# Setup

The below [autoreload](https://ipython.org/ipython-doc/3/config/extensions/autoreload.html) extension ensures that if any locally imported python files change, the modules defined there are reloaded

In [1]:
%load_ext autoreload
%autoreload 2

The below imports [`here`](https://pypi.org/project/pyprojroot/), which allows one to refer to the root directory of the project in a consistent manner across execution environments. It then adds `here()` (the root directory) to the system path to ensure that we can load python modules defined in the project.

In [2]:
#!pip install hereutil flask_sqlalchemy
import pandas as pd
from hereutil import here, add_to_sys_path
add_to_sys_path(here())

Having ensured that the root path of the project is in the system path, we can load common basis functions from [src/common_basis.py](/src/common_basis.py). The template assumes that functions useful for most work be defined in `common_basis.py`, whereas code useful for individual analyses is defined where needed.

Naturally, if more refined organisation of common code is needed, one is also free to define whichever other modules one wants.

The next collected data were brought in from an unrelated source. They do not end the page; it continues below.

use std::sync::LazyLock;

use doa_core::Platform;
use regex::Regex;
use scraper::Selector;

use super::profile_url::{classify, ProfileInput};
use super::{count_before, first_capture, PlatformExtractor, RenderedPage, Strategy};
use crate::html::{element_text, meta_contents};

pub(super) const EXTRACTOR: PlatformExtractor = PlatformExtractor {
    platform: Platform::Facebook,
    normalize: normalize_url,
    strategies: &[
        Strategy {
            name: "meta_description",
            find: meta_description,
        },
        Strategy {
            name: "followers_link",
            find: followers_link,
        },
        Strategy {
            name: "visible_text",
            find: visible_text,
        },
    ],
};

const HOSTS: &[&str] = &["facebook.com", "fb.com"];

static FOLLOWERS: LazyLock<Regex> = LazyLock::new(|| count_before("followers|seguidores"));
static FOLLOWERS_LINK: LazyLock<Selector> = LazyLock::new(|| {
    Selector::parse(r#"a[href*="followers"], a[href*="seguidores"]"#).expect("valid selector")
});

/// Full URLs are kept (page paths and `profile.php?id=` both occur); bare
/// page names are expanded.
fn normalize_url(input: &str) -> Option<String> {
    match classify(input, HOSTS)? {
        ProfileInput::Url(mut url) => {
            if url.path().trim_matches('/').is_empty() {
                return None;
            }
            url.set_fragment(None);
            if url.set_scheme("https").is_err() {
                return None;
            }
            Some(url.to_string())
        }
        ProfileInput::Handle(handle) => Some(format!("https://www.facebook.com/{handle}")),
    }
}

/// `"Creator. 12,345 likes · 1.2K talking about this · 15K followers"`
fn meta_description(page: &RenderedPage) -> Option<String> {
    meta_contents(&page.document(), &["description", "og:description"])
        .iter()
        .find_map(|content| first_capture(&FOLLOWERS, content))
}

fn followers_link(page: &RenderedPage) -> Option<String> {
    let document = page.document();
    document
        .select(&FOLLOWERS_LINK)
        .find_map(|link| first_capture(&FOLLOWERS, &element_text(link)))
}

fn visible_text(page: &RenderedPage) -> Option<String> {
    first_capture(&FOLLOWERS, &page.text)
}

The central object defined in `common_basis` is `con`, which is the [MariaDB](https://mariadb.com/) (MySQL) database connection (an [SQLAlchemy Connection](https://docs.sqlalchemy.org/en/14/core/connections.html)) through which both ready data is accessed, as well as new data stored for others to reuse. Below, you will see both how to use con to store data in the database, as well as how query it.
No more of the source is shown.